The thing is, it's also quite dark in a garbage can. He suspects everyone thinks his can links to a nice house like all theirs, well lit and decorated neatly and brightly, with a fire going to protect him from the worst of the cold. Instead, he just has the can. There's space enough for him to stretch, to turn around, to awkwardly huddle in on himself if it's the middle of winter and his two threadbare patchwork blankets are not enough. The batteries in his torch, hard won and well-prized, ran out long ago, and nobody's thought to bring him more; he would buy some, if he had money, and if he thought his can would be there when he got back. As such, sometimes the only thing he has to go on is how quiet it is on Sesame Street from ambient noise and muffled voices, how long since he's talked to someone; he's learned not to pop his head out if it's quiet, a silence you feel you could cut with a knife.
He doesn't have one of those either, though it would come in quite useful at times.
Sesame Street is not one of those places that turns into something dark and cruel when the sun sets. There aren't people walking the street, showing their wares by wearing inappropriate clothing and hoping for someone to come and take them away; there aren't a dozen others like him, waiting for dark to slip some kind of poison from their pockets, hidden and well-prized, to make things just a bit more bearable.
It's not like that at all; the police sometimes send a car down, cruising silently through the darkness, sleek and shiny and out of place, more for show than utility, so they can say they have the best interests of the residents well in mind when it comes to tax time.
If they wanted to catch anyone, they'd send it during the day; they'd have an officer walk down, hustling the aimless onward, who'd bang on his can and tell him to move on.
The things he's seen are more subtle than that, because they forget he's there; Big Bird didn't even ask him to help when everyone was harassing him about Aloysius, and he couldn't say that didn't hurt a little, since Big Bird is the closest thing to a friend he has. He sees everyone's secrets, and not just at night when he looks out just to reassure himself that the world is still out there, not just when he hears something out of place, or when he thinks it's later than it is and the sun is only just peeking over the rooves, in that last quiet moment before everyone wakes up for their perfect lives.
Today he can't sleep; the blankets aren't warm enough, and his can must be icing on the outside because he's shivering despite his fur. He pushes the lid up and looks out mainly for different, fresher air and to stretch, to get rid of the crick in his neck and the tension in his shoulders, the pain in his back. It doesn't quite work, never does, and of course, he doesn't have a nice doctor who writes prescriptions to make things like that go away. The lid, though, as cold as it is, is like an icepack on the top of his head, though if the cold was going to help it would have done so when it seeped down over and through his skin overnight.

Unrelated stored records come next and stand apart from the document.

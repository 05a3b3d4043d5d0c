//! Typed failures surfaced by the repository core.
//!
//! Every facade operation returns `Result<T, RepositoryError>`; rendering a
//! failure (and choosing the process exit status) is the CLI layer's job.
//! Structural errors abort an operation with no partial state change, while
//! per-file failures inside multi-file operations are collected into the
//! operation's payload instead of being raised through this type.

use std::path::PathBuf;
use thiserror::Error;

#[derive(Error, Debug)]
pub enum RepositoryError {
    #[error("not a strata repository (run 'strata init' first)")]
    NotARepository,

    #[error("invalid reference: {reason}")]
    InvalidReference { reason: String },

    #[error("branch '{0}' not found")]
    BranchNotFound(String),

    #[error("branch '{0}' already exists")]
    BranchAlreadyExists(String),

    #[error("invalid branch name '{name}': {reason}")]
    InvalidBranchName { name: String, reason: String },

    #[error("commit '{0}' not found")]
    CommitNotFound(String),

    #[error("branch or commit '{0}' not found")]
    TargetNotFound(String),

    #[error("repository has no commits yet")]
    NoCommits,

    #[error("nothing to commit (staging area is empty)")]
    NothingToCommit,

    #[error("cannot delete the currently checked-out branch '{0}'")]
    CannotDeleteCurrentBranch(String),

    #[error("uncommitted changes in the working directory")]
    UncommittedChanges,

    #[error("'{}' is not staged", .0.display())]
    NotStaged(PathBuf),

    #[error("path '{}' does not exist", .0.display())]
    PathNotFound(PathBuf),

    #[error("'{}' is a directory, not a file", .0.display())]
    NotAFile(PathBuf),

    #[error("'{}' is ignored", .0.display())]
    IgnoredPath(PathBuf),

    #[error("corrupt index: {0}")]
    CorruptIndex(String),

    #[error(transparent)]
    Io(#[from] std::io::Error),

    #[error("malformed metadata: {0}")]
    Json(#[from] serde_json::Error),
}

pub type Result<T> = std::result::Result<T, RepositoryError>;
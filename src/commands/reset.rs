use crate::areas::repository::ResetMode;
use crate::commands::open_repository;
use anyhow::Result;
use colored::Colorize;

pub fn run(mode: &str) -> Result<()> {
    let mode = match mode {
        "soft" => ResetMode::Soft,
        "mixed" => ResetMode::Mixed,
        "hard" => ResetMode::Hard,
        other => anyhow::bail!("unknown reset mode '{other}' (valid modes: soft, mixed, hard)"),
    };

    let repository = open_repository()?;
    let outcome = repository.reset(mode)?;

    println!("Reset HEAD to {} ({})", outcome.head, outcome.mode);
    match outcome.mode {
        ResetMode::Soft => println!("Staging area and working directory preserved"),
        ResetMode::Mixed => println!("Staging area cleared, working directory preserved"),
        ResetMode::Hard => {
            println!("{}", "All changes discarded".red());
            if let Some(restore) = &outcome.restore {
                println!("Restored {} file(s)", restore.restored.len());
            }
        }
    }

    Ok(())
}
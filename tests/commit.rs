mod common;

use assert_fs::TempDir;
use common::{
    head_commit_id, init_repository_dir, read_file, repository_dir, run_strata, write_file,
};
use predicates::prelude::*;
use pretty_assertions::assert_eq;
use rstest::rstest;

#[rstest]
fn commit_snapshots_files_with_directory_structure(init_repository_dir: TempDir) {
    let id = head_commit_id(init_repository_dir.path());

    let meta = read_file(
        init_repository_dir.path(),
        &format!(".strata/commits/{id}/meta.json"),
    );
    assert!(meta.contains("Initial commit"));
    assert!(meta.contains("a/b/3.txt"));

    assert_eq!(
        read_file(init_repository_dir.path(), &format!(".strata/commits/{id}/1.txt")),
        "one"
    );
    assert_eq!(
        read_file(
            init_repository_dir.path(),
            &format!(".strata/commits/{id}/a/b/3.txt")
        ),
        "three"
    );
}

#[rstest]
fn commit_updates_head_and_branch_ref_to_the_same_id(init_repository_dir: TempDir) {
    let id = head_commit_id(init_repository_dir.path());
    let branch_ref = read_file(init_repository_dir.path(), ".strata/refs/heads/main");

    assert_eq!(branch_ref.trim(), id);

    let meta = read_file(
        init_repository_dir.path(),
        &format!(".strata/commits/{id}/meta.json"),
    );
    assert!(meta.contains(&format!("\"id\": \"{id}\"")));
}

#[rstest]
fn commit_clears_the_staging_area(init_repository_dir: TempDir) {
    let index = read_file(init_repository_dir.path(), ".strata/index.json");

    assert!(index.contains("\"staged_files\": {}"));
    assert!(index.contains("1.txt"));
}

#[rstest]
fn empty_staging_area_refuses_to_commit(repository_dir: TempDir) {
    run_strata(repository_dir.path(), &["init"]).assert().success();

    run_strata(repository_dir.path(), &["commit", "-m", "empty"])
        .assert()
        .failure()
        .stderr(predicate::str::contains("nothing to commit"));
}

#[rstest]
fn second_commit_links_to_its_parent(init_repository_dir: TempDir) {
    let first = head_commit_id(init_repository_dir.path());

    write_file(init_repository_dir.path(), "1.txt", "one edited");
    run_strata(init_repository_dir.path(), &["add", "1.txt"])
        .assert()
        .success();
    run_strata(init_repository_dir.path(), &["commit", "-m", "Second"])
        .assert()
        .success();

    let second = head_commit_id(init_repository_dir.path());
    assert_ne!(first, second);

    let meta = read_file(
        init_repository_dir.path(),
        &format!(".strata/commits/{second}/meta.json"),
    );
    assert!(meta.contains(&format!("\"parent\": \"{first}\"")));
}

#[rstest]
fn commit_all_restages_tracked_files(init_repository_dir: TempDir) {
    write_file(init_repository_dir.path(), "a/2.txt", "two edited");

    run_strata(
        init_repository_dir.path(),
        &["commit", "-a", "-m", "Bulk commit"],
    )
    .assert()
    .success();

    let id = head_commit_id(init_repository_dir.path());
    assert_eq!(
        read_file(
            init_repository_dir.path(),
            &format!(".strata/commits/{id}/a/2.txt")
        ),
        "two edited"
    );
}

#[rstest]
fn commit_reports_branch_and_message(init_repository_dir: TempDir) {
    write_file(init_repository_dir.path(), "1.txt", "next");
    run_strata(init_repository_dir.path(), &["add", "1.txt"])
        .assert()
        .success();

    run_strata(init_repository_dir.path(), &["commit", "-m", "Next step"])
        .assert()
        .success()
        .stdout(predicate::str::contains("[main]"))
        .stdout(predicate::str::contains("Next step"));
}
use crate::commands::open_repository;
use anyhow::Result;
use colored::Colorize;

pub fn run(commit: &str, hard: bool) -> Result<()> {
    let repository = open_repository()?;
    let outcome = repository.revert(commit, hard)?;

    println!(
        "{}",
        format!("Reverted to commit {}", outcome.commit.id).green()
    );
    println!("Message: {}", outcome.commit.short_message());
    println!("Restored {} file(s)", outcome.restore.restored.len());

    if !outcome.restore.failed.is_empty() {
        println!(
            "{}",
            format!(
                "Failed to restore {} file(s)",
                outcome.restore.failed.len()
            )
            .red()
        );
    }

    if outcome.hard {
        println!(
            "{}",
            "Hard revert performed, staged changes discarded".yellow()
        );
    } else {
        println!("Soft revert, staging area preserved");
    }

    Ok(())
}
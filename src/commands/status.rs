use crate::areas::index::EntryStatus;
use crate::artifacts::status::StatusReport;
use crate::commands::open_repository;
use anyhow::Result;
use colored::Colorize;

const UNTRACKED_LIMIT: usize = 20;

pub fn run(short: bool) -> Result<()> {
    let repository = open_repository()?;
    let report = repository.status()?;

    if short {
        render_short(&report);
    } else {
        render_long(&report);
    }

    Ok(())
}

fn render_short(report: &StatusReport) {
    for (path, status) in &report.staged {
        let staged_mark = match status {
            EntryStatus::Added => 'A',
            EntryStatus::Modified => 'M',
        };
        let worktree_mark = if report.unstaged_modified.contains(path) {
            'M'
        } else {
            ' '
        };
        println!("{staged_mark}{worktree_mark} {}", path.display());
    }

    for path in &report.unstaged_modified {
        if !report.staged.contains_key(path) {
            println!(" M {}", path.display());
        }
    }
    for path in &report.staged_deleted {
        println!("D  {}", path.display());
    }
    for path in &report.deleted {
        println!(" D {}", path.display());
    }
    for path in report.untracked.iter().take(UNTRACKED_LIMIT) {
        println!("?? {}", path.display());
    }
    if report.untracked.len() > UNTRACKED_LIMIT {
        println!(
            "... and {} more untracked files",
            report.untracked.len() - UNTRACKED_LIMIT
        );
    }
}

fn render_long(report: &StatusReport) {
    match (&report.branch, &report.head) {
        (Some(branch), _) => println!("On branch {}", branch.to_string().cyan()),
        (None, Some(head)) => {
            println!("HEAD detached at {}", head.to_string().yellow())
        }
        (None, None) => println!("Not currently on any branch"),
    }

    if report.head.is_none() {
        println!("\nNo commits yet");
    }

    if report.has_staged_changes() {
        println!("\n{}", "Changes to be committed:".green());
        println!("  (use 'strata unstage <file>' to unstage)");
        for (path, status) in &report.staged {
            let marker = match status {
                EntryStatus::Added => "new file:",
                EntryStatus::Modified => "modified:",
            };
            println!("  {:<12} {}", marker.green(), path.display());
        }
        for path in &report.staged_deleted {
            println!("  {:<12} {}", "deleted:".green(), path.display());
        }
    }

    if !report.unstaged_modified.is_empty() || !report.deleted.is_empty() {
        println!("\n{}", "Changes not staged for commit:".red());
        println!("  (use 'strata add <file>' to stage)");
        for path in &report.unstaged_modified {
            println!("  {:<12} {}", "modified:".red(), path.display());
        }
        for path in &report.deleted {
            println!("  {:<12} {}", "deleted:".red(), path.display());
        }
    }

    if !report.untracked.is_empty() {
        println!("\n{}", "Untracked files:".red());
        println!("  (use 'strata add <file>' to track)");
        for path in report.untracked.iter().take(UNTRACKED_LIMIT) {
            println!("  {}", path.display());
        }
        if report.untracked.len() > UNTRACKED_LIMIT {
            println!("  ... and {} more", report.untracked.len() - UNTRACKED_LIMIT);
        }
    }

    if report.is_clean() {
        println!("\n{}", "Nothing to commit, working tree clean".green());
    }
}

"Good morning, Oscar," Kermit says happily. This is not unusual; seeing Kermit wander home in the early hours, a bit dazed, sometimes with collar and shirt in hand, is one of the few moments that he feels accepted.
Today, though, instead of grunting back, he stares as men throw a black bag over Kermit, and bundle him into the back of a plain van. Oscar sits down, easing the lid down as quietly as he can, and sits still until the sound of the van fades.
Of course, there's nothing he can do.
Of course, nobody asks him if he saw anything.